▶ **EXERCISE INPUTS**
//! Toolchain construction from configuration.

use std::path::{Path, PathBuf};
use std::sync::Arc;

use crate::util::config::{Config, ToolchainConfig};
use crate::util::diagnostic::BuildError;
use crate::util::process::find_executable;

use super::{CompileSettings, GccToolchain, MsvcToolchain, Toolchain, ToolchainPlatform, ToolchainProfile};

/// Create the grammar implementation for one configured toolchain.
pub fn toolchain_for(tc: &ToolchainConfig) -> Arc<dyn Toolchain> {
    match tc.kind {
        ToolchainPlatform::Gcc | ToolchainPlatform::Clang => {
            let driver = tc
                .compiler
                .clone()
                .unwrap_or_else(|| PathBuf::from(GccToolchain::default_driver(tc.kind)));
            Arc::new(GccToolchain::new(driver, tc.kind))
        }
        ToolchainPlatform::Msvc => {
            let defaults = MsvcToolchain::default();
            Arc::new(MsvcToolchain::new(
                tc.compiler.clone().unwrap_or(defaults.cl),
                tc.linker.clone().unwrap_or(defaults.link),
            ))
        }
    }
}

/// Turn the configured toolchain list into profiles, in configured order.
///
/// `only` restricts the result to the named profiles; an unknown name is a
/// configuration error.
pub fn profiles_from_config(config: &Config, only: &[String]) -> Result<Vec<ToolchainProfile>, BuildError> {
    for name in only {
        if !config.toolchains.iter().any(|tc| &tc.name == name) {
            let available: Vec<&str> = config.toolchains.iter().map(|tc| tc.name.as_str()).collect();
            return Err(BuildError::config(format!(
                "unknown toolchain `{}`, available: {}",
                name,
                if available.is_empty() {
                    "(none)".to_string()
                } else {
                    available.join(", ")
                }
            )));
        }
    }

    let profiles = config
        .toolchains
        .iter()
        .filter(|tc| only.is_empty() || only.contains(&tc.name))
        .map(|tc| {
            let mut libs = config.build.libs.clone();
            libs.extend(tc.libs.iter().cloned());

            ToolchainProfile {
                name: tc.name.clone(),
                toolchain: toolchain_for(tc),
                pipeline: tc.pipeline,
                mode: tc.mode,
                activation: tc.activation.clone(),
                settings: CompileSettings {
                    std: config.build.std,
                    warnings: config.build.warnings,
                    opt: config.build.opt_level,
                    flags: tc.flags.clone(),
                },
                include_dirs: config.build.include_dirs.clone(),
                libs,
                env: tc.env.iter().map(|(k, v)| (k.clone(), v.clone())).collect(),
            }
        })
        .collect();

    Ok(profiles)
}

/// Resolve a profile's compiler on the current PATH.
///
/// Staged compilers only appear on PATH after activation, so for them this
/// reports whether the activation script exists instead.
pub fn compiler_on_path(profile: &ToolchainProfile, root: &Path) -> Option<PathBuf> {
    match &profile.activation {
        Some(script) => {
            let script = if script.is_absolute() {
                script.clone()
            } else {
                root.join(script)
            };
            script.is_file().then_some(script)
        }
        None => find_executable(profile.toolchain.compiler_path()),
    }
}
---
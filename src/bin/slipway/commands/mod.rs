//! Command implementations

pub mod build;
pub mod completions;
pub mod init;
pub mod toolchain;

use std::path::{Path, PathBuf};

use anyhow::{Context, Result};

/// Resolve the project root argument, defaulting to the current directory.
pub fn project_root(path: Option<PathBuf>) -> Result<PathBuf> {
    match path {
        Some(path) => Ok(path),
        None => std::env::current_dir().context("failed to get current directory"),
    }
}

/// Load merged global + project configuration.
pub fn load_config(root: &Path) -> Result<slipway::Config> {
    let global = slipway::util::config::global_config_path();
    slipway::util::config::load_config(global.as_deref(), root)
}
...
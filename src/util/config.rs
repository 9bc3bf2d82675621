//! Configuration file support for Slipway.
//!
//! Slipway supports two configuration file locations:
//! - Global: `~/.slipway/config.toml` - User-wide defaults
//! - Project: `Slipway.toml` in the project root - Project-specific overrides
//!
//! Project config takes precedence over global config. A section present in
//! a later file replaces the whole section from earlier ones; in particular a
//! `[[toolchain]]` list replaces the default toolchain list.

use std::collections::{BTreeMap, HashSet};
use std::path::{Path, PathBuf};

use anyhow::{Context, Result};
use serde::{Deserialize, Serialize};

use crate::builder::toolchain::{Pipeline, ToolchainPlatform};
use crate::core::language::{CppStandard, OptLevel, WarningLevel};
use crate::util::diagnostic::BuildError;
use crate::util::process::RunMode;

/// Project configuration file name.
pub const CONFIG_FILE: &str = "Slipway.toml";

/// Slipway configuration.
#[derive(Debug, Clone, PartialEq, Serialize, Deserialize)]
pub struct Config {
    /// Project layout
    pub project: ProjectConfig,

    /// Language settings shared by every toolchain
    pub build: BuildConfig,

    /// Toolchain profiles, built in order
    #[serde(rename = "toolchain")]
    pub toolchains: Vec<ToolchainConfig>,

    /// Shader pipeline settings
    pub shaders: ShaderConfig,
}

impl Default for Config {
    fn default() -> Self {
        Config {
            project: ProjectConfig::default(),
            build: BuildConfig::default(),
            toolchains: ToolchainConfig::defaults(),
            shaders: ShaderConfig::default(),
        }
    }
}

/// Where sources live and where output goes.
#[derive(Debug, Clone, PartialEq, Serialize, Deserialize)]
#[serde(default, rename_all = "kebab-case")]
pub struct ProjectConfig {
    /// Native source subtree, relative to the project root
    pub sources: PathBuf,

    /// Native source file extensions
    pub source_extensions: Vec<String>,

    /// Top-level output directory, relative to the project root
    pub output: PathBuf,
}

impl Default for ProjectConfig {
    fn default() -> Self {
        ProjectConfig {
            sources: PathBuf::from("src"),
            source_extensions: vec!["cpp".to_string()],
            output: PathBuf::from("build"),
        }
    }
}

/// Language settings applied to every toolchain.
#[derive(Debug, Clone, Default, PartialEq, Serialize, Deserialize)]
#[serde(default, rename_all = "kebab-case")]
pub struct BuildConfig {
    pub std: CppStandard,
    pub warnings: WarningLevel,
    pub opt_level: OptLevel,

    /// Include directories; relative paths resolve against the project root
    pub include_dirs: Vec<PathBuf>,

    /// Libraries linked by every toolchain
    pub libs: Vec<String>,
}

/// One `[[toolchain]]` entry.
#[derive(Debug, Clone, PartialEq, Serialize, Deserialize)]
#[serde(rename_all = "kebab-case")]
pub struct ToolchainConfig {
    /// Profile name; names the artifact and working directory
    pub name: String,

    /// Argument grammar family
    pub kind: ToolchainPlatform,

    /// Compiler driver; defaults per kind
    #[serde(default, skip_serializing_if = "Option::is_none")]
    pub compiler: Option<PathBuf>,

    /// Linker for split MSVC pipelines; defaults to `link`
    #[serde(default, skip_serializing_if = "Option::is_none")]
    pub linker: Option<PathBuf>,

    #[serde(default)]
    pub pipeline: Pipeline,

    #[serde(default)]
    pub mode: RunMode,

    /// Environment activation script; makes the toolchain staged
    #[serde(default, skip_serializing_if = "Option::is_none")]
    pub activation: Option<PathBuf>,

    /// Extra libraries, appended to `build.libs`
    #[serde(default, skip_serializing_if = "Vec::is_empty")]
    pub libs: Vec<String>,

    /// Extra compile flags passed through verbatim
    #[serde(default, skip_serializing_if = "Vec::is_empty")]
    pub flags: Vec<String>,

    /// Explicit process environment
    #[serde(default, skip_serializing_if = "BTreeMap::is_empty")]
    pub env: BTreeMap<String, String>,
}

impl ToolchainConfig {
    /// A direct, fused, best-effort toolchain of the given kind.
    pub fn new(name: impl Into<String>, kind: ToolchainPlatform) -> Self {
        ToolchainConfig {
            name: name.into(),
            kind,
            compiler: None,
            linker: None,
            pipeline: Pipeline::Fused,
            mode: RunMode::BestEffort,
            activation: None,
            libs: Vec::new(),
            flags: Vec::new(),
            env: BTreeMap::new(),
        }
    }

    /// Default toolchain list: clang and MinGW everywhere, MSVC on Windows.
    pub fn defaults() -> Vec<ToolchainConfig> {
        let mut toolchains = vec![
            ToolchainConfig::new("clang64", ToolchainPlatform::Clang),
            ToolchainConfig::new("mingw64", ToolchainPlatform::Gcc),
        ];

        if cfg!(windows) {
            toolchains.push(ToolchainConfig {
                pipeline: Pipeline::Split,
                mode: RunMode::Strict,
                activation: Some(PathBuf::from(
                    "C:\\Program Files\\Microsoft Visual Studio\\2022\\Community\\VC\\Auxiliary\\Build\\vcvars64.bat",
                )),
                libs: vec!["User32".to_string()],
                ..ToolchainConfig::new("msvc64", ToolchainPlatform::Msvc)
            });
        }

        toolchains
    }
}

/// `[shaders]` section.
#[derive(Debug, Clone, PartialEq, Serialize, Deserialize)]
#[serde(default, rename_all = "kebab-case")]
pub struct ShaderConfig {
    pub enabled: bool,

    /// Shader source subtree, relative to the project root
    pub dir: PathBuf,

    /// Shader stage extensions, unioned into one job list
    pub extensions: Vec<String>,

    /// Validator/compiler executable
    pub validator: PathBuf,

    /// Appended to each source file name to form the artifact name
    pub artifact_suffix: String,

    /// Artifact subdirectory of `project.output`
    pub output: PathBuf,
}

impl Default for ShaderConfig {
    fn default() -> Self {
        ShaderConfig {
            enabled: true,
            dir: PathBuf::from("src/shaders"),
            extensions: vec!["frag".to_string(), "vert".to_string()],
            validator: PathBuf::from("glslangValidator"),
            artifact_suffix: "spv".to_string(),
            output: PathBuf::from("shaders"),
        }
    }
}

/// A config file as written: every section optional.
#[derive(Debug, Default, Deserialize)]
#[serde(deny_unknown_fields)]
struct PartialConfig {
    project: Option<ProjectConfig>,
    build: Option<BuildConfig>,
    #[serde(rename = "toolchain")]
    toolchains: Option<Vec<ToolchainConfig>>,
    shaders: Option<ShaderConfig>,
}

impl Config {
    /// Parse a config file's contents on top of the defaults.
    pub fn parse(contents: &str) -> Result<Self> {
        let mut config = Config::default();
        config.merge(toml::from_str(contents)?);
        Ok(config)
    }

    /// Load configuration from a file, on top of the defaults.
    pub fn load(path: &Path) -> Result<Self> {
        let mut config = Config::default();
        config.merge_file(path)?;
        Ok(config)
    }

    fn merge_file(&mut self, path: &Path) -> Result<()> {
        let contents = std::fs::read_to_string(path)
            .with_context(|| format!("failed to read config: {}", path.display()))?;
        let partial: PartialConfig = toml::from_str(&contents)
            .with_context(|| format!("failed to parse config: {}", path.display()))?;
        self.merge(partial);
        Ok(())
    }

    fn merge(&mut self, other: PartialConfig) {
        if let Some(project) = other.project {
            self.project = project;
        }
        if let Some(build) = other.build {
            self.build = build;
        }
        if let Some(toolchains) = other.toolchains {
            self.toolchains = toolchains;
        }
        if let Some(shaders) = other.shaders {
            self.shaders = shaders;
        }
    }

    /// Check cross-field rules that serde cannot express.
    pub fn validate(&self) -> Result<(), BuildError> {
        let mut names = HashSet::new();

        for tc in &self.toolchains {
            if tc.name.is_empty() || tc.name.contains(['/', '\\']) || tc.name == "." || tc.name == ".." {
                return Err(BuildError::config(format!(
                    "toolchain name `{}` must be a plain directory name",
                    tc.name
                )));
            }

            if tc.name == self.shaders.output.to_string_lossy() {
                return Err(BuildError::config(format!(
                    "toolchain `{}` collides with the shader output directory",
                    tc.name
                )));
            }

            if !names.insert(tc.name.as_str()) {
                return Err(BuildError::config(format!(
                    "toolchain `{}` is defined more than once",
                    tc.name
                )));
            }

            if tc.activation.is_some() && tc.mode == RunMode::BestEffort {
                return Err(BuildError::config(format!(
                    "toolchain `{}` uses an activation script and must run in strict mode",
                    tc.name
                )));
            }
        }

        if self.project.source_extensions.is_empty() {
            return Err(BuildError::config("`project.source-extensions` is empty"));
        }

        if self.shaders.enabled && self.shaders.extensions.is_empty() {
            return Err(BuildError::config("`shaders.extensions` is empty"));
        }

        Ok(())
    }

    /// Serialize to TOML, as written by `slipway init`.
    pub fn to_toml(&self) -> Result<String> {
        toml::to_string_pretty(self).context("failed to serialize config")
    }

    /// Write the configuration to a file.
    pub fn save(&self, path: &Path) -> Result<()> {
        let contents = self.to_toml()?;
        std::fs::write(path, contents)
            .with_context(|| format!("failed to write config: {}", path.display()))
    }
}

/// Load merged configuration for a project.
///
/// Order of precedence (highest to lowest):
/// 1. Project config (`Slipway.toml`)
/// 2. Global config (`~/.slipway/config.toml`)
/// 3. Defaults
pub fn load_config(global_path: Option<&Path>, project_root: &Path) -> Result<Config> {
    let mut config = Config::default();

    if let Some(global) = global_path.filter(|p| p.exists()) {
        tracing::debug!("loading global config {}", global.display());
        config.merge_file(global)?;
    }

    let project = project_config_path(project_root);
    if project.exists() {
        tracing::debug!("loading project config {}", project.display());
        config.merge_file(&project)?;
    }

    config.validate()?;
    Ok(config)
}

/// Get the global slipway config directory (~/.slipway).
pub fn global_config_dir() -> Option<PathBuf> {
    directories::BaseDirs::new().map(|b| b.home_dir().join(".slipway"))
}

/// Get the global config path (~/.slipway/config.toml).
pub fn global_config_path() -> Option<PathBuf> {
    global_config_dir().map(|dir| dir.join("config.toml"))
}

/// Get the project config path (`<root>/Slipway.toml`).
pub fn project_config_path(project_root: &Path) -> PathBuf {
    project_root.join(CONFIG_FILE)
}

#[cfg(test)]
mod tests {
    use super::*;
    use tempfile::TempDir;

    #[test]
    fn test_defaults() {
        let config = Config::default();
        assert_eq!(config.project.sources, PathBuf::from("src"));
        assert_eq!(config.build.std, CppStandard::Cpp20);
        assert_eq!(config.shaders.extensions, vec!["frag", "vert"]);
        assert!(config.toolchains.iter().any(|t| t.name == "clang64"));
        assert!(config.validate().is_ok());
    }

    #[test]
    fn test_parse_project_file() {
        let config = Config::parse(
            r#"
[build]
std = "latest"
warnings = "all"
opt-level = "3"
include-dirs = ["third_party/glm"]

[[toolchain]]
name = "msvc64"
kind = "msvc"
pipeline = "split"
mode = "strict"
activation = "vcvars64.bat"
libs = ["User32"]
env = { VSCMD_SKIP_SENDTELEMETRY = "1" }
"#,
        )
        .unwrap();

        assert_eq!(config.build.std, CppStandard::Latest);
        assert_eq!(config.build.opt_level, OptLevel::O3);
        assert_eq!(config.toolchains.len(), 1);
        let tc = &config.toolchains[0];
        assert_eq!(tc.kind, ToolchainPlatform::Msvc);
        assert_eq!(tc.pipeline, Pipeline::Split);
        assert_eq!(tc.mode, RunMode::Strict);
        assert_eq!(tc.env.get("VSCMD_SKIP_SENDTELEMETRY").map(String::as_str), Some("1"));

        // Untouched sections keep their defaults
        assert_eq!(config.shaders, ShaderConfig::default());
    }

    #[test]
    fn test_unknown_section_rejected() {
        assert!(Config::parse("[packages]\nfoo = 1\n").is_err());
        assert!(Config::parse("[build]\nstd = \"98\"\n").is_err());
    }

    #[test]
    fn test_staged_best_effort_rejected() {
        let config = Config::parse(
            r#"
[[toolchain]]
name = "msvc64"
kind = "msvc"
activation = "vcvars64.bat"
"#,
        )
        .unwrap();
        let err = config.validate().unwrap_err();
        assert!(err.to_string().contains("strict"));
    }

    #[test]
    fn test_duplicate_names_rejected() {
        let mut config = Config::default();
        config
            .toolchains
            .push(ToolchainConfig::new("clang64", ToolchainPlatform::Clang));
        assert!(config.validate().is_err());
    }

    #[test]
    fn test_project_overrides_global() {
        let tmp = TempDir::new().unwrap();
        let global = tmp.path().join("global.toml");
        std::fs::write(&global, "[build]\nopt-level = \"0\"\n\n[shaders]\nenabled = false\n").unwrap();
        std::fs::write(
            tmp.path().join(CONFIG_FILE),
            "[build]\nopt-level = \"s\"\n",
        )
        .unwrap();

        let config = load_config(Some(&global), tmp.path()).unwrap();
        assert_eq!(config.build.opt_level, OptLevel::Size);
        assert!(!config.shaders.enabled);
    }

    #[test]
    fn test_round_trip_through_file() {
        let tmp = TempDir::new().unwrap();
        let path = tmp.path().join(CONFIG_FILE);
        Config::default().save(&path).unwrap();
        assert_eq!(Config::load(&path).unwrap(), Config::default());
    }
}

▶ **WHAT YOU NEED TO DO**
The exact lines of the material above starting at the one that contains "construction from configuration." and ending at the one that contains "use crate::util::process::find_executable;" are what to retype; leave out everything else.

▶ **TASK OUTPUT**
//! Toolchain construction from configuration.

use std::path::{Path, PathBuf};
use std::sync::Arc;

use crate::util::config::{Config, ToolchainConfig};
use crate::util::diagnostic::BuildError;
use crate::util::process::find_executable;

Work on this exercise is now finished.